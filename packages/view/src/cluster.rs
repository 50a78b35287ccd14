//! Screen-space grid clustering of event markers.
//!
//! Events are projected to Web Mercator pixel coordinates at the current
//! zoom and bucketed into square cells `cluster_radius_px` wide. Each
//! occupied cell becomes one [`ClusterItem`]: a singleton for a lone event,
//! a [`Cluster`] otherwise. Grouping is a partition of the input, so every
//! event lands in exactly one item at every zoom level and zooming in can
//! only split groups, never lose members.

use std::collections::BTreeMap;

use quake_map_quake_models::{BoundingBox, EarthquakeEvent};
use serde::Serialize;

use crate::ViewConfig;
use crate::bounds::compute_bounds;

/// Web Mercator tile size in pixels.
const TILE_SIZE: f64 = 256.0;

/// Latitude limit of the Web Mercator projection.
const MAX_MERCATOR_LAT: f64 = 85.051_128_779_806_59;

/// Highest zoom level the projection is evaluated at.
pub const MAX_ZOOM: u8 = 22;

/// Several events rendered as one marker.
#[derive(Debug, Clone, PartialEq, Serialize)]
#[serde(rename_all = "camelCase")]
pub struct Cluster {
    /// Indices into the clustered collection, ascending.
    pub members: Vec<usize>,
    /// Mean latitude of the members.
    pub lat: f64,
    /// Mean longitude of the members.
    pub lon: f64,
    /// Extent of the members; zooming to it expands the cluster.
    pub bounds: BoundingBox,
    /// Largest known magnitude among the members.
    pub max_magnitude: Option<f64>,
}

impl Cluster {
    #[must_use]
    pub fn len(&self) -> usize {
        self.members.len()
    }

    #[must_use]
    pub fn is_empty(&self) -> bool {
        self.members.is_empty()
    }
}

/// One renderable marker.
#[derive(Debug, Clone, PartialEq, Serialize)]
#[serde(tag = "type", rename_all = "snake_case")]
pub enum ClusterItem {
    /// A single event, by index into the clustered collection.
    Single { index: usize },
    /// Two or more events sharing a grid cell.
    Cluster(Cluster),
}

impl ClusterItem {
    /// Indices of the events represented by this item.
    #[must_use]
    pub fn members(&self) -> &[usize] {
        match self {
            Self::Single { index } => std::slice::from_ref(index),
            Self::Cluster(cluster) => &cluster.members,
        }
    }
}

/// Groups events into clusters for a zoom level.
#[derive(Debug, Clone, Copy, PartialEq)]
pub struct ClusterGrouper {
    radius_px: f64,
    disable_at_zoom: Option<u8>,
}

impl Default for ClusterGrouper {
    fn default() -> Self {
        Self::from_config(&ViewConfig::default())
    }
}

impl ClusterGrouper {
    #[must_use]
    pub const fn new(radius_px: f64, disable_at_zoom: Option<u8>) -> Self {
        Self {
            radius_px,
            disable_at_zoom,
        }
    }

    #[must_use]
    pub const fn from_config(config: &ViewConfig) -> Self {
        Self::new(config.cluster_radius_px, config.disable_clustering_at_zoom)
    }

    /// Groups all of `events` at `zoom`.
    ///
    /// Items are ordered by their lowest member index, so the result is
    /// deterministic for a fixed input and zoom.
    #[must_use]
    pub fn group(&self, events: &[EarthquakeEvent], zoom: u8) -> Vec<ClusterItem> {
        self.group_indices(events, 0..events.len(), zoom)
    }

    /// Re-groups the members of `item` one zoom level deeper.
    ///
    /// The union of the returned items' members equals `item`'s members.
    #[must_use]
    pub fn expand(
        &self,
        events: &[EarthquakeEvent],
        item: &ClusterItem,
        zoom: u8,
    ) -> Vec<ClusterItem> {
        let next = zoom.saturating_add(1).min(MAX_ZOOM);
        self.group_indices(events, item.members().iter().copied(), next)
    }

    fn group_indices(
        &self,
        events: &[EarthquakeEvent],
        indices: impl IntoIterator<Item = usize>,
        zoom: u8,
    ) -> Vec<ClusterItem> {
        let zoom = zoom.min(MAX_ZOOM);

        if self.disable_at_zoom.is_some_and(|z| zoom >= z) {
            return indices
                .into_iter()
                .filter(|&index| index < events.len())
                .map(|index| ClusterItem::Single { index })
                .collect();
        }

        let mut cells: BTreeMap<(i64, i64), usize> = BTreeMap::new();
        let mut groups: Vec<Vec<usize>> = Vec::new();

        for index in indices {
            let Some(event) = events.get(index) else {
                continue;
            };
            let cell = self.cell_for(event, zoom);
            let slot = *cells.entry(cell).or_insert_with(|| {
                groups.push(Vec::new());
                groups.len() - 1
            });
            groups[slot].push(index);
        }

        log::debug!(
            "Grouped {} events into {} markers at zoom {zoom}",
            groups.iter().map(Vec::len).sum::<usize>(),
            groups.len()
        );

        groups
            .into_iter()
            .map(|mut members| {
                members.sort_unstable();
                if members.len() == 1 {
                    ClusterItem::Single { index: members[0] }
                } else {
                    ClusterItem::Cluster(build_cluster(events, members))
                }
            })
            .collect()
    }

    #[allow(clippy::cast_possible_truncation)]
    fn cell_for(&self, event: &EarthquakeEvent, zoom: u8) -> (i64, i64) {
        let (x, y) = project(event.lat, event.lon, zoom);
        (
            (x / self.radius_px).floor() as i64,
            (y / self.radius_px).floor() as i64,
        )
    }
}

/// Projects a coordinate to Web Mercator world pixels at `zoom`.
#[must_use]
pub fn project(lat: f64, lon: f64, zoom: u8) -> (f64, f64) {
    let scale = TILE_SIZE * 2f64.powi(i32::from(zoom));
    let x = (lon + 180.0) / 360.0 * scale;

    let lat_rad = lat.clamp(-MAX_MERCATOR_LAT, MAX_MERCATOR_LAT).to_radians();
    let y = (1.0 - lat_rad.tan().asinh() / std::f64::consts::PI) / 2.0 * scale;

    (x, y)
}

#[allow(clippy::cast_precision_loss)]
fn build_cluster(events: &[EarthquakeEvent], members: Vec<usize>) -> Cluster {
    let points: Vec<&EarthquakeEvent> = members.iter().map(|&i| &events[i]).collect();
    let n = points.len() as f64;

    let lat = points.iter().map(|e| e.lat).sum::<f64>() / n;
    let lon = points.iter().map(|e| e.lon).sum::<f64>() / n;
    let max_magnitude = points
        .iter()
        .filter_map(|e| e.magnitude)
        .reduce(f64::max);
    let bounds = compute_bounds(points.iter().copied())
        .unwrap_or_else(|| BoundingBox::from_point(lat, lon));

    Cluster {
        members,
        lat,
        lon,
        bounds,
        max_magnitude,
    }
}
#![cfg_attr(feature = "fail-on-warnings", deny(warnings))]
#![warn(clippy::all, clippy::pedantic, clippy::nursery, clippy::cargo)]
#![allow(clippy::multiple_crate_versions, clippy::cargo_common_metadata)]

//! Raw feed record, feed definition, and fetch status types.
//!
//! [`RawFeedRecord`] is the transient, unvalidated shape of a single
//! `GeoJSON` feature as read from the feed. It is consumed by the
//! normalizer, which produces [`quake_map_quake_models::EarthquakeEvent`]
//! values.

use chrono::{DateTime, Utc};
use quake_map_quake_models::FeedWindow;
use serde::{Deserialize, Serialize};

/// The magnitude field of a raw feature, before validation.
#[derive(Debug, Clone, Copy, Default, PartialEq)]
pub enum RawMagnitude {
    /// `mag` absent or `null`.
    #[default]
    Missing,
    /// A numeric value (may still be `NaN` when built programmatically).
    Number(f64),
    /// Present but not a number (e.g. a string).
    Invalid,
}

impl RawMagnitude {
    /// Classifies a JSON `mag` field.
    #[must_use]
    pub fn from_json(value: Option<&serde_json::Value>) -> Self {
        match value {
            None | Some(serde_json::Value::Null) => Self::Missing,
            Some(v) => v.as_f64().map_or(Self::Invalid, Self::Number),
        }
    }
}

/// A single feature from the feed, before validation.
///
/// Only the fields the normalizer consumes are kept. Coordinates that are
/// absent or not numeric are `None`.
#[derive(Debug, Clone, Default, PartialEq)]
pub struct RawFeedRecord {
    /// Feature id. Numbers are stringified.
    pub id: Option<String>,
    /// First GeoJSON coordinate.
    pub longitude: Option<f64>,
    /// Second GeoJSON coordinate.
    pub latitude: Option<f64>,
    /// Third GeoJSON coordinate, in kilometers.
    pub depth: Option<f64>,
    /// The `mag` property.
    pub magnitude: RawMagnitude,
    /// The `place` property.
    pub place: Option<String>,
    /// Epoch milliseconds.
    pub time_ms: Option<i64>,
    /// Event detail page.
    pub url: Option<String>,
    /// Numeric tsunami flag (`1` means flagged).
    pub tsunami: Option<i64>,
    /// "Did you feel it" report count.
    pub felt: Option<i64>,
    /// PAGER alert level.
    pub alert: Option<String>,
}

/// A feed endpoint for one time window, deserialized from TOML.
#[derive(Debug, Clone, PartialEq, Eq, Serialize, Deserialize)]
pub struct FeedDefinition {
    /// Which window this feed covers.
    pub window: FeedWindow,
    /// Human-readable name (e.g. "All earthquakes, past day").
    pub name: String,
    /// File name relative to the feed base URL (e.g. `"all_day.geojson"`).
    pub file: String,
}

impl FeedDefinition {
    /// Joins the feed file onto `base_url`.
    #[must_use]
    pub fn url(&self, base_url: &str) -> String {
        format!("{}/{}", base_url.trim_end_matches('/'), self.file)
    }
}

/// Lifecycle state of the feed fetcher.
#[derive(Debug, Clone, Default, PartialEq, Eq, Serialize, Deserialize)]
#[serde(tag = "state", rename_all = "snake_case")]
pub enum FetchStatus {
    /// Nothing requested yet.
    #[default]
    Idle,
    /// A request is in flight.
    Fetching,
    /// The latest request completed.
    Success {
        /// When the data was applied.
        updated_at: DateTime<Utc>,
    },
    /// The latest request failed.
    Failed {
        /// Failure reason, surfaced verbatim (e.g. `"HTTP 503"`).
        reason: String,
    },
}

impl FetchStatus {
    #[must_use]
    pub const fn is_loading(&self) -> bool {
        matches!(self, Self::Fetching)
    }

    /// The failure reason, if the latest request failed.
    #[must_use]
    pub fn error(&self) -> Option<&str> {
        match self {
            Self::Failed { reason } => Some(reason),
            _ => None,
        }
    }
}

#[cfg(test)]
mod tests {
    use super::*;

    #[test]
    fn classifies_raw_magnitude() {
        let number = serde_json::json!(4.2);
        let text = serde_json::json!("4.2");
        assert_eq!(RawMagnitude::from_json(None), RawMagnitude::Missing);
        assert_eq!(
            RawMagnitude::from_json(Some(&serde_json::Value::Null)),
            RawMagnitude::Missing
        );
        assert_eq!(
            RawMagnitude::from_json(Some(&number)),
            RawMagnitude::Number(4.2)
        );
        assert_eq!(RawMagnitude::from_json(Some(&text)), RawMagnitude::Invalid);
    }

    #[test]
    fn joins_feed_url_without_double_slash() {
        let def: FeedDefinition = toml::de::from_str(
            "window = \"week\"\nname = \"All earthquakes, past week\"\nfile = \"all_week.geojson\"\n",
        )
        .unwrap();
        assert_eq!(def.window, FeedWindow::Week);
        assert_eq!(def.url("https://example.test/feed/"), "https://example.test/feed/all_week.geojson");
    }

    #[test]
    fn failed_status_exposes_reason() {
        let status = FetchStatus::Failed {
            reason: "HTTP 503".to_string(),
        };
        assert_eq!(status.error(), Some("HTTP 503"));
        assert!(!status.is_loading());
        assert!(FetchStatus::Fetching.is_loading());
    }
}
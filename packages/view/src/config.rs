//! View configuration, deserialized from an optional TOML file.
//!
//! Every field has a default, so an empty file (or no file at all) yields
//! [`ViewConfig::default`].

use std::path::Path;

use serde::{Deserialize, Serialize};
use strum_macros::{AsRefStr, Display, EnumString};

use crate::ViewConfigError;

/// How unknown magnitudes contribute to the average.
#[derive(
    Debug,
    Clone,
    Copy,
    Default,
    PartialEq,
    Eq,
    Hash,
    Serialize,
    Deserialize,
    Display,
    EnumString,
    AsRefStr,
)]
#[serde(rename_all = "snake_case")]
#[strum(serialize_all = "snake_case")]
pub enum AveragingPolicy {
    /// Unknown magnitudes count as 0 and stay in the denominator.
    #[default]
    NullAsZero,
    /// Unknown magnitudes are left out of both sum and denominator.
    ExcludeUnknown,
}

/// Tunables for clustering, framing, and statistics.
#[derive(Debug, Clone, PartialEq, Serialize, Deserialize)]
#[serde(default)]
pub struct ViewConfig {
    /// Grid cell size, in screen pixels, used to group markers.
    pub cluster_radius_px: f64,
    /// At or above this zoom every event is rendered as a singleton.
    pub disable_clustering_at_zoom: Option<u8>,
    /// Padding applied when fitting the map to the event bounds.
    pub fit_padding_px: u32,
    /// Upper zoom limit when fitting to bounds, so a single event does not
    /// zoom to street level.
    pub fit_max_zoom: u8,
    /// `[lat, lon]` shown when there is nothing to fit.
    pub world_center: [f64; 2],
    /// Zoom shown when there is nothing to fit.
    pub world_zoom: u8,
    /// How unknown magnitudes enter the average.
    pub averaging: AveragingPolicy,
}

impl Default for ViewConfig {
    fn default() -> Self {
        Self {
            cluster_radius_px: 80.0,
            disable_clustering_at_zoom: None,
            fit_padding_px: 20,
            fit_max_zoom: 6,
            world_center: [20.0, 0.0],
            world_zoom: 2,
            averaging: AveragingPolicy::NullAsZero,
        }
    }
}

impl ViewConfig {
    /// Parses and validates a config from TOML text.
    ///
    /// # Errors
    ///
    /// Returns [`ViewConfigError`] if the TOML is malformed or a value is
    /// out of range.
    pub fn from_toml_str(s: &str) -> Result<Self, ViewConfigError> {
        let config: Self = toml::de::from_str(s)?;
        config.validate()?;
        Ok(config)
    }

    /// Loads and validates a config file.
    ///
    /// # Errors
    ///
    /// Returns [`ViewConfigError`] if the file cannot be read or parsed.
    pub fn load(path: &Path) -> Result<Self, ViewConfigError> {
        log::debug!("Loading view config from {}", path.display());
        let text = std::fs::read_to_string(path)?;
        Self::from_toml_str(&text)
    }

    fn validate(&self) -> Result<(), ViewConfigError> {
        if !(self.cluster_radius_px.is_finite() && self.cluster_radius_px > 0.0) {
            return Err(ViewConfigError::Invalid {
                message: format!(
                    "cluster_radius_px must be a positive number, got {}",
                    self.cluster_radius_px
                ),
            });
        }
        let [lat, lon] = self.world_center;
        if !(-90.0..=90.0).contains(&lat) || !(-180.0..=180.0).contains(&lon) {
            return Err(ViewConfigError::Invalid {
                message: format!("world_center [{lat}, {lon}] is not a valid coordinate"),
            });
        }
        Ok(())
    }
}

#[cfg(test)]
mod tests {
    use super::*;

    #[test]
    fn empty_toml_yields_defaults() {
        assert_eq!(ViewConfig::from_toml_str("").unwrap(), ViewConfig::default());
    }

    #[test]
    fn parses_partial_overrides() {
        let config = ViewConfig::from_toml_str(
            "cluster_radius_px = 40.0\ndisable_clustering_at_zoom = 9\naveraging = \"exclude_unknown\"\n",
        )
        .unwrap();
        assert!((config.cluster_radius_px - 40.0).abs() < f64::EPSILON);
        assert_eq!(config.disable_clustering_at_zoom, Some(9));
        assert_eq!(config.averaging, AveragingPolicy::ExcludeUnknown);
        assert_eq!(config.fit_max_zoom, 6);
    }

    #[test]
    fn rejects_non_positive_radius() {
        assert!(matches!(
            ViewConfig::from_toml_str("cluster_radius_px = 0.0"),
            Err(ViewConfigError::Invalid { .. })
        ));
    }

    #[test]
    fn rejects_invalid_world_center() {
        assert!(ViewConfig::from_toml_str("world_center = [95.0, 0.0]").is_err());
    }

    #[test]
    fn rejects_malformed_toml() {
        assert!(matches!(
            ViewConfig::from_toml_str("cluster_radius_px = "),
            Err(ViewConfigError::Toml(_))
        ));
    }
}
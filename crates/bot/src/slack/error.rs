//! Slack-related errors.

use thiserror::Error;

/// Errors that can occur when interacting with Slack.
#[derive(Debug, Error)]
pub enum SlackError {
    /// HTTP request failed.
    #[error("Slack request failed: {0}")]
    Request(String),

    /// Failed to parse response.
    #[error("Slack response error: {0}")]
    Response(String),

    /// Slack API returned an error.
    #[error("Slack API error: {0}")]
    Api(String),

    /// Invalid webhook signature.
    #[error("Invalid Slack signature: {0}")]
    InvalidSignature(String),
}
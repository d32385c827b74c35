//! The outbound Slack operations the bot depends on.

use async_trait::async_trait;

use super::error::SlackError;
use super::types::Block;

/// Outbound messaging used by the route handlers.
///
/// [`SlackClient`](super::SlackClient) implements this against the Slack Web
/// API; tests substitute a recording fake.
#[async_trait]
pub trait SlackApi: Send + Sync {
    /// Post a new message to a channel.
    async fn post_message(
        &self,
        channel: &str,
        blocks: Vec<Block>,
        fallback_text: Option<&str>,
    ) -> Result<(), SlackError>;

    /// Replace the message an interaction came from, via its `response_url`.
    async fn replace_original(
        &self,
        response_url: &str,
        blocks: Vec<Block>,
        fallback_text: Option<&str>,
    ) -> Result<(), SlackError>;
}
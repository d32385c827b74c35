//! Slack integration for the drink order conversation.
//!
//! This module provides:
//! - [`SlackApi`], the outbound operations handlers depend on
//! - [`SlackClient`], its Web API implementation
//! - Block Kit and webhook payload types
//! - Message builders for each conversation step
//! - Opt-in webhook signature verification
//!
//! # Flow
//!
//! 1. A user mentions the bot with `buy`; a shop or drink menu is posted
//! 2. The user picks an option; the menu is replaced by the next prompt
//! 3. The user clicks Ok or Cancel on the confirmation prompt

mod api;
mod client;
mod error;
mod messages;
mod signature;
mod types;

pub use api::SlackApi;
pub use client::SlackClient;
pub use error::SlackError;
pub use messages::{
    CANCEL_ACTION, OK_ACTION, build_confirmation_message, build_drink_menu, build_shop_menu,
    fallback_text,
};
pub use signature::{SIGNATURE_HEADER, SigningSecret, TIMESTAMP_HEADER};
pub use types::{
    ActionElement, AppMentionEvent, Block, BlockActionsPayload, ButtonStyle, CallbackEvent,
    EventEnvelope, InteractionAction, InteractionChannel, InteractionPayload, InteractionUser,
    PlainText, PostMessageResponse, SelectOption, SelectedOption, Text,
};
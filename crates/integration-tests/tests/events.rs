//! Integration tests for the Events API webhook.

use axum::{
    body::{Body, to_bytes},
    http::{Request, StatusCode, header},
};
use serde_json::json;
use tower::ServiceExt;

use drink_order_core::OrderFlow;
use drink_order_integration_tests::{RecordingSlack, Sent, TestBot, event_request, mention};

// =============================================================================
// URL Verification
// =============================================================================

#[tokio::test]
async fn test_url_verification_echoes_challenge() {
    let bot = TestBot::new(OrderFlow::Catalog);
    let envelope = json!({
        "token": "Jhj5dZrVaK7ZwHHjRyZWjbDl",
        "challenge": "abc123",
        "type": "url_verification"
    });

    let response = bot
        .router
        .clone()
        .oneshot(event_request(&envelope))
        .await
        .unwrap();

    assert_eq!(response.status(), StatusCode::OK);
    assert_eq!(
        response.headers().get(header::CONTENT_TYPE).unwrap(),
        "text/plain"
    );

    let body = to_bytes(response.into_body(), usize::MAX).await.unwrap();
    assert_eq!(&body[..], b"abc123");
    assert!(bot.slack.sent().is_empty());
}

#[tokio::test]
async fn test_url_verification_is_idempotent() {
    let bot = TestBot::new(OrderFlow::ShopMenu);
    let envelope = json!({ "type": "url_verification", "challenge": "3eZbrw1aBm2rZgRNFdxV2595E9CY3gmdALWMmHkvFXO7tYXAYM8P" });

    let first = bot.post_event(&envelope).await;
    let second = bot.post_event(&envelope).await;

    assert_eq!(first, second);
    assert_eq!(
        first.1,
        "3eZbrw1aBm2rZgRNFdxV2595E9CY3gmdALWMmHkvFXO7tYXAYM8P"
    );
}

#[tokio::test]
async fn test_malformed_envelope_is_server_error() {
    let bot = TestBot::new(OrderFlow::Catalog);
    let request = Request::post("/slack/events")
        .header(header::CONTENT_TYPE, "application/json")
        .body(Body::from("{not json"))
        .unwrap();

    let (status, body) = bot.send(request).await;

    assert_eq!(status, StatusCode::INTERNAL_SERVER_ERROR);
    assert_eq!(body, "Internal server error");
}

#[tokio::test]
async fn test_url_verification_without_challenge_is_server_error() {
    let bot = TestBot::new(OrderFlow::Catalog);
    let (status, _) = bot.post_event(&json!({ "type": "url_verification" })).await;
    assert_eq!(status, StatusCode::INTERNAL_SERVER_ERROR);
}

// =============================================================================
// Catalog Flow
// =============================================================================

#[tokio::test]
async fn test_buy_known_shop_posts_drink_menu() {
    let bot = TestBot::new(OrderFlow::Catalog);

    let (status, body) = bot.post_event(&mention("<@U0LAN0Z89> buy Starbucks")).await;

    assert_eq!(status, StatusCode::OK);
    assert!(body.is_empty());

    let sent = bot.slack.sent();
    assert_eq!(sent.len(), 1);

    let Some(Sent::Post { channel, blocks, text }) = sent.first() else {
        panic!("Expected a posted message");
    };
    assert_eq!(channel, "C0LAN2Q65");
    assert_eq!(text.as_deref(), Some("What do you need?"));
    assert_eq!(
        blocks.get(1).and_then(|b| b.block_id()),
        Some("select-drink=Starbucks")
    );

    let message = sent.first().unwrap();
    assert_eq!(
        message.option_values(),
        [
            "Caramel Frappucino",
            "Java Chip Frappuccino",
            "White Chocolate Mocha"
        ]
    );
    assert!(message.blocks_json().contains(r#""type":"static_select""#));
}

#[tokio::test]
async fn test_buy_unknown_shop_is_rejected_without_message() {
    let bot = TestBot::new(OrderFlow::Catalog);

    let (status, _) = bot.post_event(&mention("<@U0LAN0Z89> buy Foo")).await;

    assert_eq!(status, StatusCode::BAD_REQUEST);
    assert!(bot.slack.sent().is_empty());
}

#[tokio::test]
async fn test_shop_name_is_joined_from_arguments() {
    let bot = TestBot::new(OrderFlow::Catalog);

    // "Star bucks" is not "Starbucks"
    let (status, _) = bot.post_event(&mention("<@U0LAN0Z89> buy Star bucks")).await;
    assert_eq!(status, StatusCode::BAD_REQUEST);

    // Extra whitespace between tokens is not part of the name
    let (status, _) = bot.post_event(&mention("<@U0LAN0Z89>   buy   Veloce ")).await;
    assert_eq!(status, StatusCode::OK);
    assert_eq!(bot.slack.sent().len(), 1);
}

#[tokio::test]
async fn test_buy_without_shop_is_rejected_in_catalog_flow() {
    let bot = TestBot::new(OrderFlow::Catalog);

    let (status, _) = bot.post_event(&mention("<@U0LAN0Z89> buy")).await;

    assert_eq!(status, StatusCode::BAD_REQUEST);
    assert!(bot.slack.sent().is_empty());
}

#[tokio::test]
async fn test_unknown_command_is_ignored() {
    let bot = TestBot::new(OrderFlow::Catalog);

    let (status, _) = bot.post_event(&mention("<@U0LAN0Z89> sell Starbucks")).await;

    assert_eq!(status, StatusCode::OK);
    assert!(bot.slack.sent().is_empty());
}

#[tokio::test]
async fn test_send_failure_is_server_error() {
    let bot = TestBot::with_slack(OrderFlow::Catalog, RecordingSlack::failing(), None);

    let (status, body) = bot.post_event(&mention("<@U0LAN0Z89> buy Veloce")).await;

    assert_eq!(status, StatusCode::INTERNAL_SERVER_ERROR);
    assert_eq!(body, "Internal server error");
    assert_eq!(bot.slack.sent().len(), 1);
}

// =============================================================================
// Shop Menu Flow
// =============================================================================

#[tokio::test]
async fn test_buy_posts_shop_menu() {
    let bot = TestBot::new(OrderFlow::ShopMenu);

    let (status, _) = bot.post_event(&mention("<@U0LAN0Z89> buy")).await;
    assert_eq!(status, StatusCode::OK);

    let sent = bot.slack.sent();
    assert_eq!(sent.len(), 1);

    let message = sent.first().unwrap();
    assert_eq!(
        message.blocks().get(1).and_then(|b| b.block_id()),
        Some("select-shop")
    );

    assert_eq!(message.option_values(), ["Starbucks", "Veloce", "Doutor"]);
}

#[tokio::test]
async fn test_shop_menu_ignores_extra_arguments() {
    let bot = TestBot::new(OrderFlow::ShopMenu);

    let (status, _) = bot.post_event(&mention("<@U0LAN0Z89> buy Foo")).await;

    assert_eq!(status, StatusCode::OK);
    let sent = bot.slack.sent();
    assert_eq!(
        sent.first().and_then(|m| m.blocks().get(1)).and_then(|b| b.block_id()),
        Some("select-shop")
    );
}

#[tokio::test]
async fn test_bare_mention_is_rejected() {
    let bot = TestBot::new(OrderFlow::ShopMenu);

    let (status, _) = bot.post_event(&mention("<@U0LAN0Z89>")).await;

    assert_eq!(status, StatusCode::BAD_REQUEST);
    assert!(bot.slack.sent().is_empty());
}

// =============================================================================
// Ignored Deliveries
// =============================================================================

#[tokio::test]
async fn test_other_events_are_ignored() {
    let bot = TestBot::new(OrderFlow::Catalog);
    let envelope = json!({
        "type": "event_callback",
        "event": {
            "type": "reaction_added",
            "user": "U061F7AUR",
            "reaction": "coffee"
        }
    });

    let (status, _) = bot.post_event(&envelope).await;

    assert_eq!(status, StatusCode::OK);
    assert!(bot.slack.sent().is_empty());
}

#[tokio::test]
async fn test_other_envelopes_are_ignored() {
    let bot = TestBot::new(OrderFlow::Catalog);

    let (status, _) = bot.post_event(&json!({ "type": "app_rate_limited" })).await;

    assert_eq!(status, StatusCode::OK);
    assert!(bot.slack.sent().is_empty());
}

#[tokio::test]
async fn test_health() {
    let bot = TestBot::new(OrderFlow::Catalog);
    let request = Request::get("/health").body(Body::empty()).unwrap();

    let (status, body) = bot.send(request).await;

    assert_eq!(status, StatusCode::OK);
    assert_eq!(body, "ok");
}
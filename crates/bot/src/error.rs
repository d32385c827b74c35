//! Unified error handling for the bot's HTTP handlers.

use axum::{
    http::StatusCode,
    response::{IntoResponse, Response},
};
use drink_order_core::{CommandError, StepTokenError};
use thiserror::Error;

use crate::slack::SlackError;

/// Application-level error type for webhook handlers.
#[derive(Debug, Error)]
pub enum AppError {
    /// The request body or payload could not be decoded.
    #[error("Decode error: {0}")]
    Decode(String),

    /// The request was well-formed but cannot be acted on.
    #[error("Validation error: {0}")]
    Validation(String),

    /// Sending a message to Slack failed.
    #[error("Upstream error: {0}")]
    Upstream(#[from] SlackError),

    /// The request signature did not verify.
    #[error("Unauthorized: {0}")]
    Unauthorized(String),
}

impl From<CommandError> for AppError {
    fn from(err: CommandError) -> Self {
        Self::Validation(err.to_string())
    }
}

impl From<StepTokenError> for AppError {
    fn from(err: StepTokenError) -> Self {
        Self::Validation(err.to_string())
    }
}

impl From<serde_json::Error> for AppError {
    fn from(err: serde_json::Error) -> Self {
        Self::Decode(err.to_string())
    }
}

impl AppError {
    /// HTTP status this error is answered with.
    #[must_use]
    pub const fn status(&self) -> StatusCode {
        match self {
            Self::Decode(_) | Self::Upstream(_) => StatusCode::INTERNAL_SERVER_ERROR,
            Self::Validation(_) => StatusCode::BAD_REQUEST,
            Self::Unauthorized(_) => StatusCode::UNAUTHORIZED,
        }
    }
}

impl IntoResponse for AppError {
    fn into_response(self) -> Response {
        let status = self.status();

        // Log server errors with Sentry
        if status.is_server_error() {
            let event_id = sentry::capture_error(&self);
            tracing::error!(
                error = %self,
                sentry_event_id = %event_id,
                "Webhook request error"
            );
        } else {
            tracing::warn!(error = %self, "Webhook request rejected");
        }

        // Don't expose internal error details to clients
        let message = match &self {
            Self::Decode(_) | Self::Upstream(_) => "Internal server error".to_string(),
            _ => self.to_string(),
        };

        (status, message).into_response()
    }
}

# [WORK INSTRUCTION]
Output exactly the leading lines of the data, up to and including the line marked by "occupied cell becomes".

# [RESPONSE BOX]
filename packages/view/src/cluster.rs
repository 50a78b35287ccd14
//! Screen-space grid clustering of event markers.
//!
//! Events are projected to Web Mercator pixel coordinates at the current
//! zoom and bucketed into square cells `cluster_radius_px` wide. Each
//! occupied cell becomes one [`ClusterItem`]: a singleton for a lone event,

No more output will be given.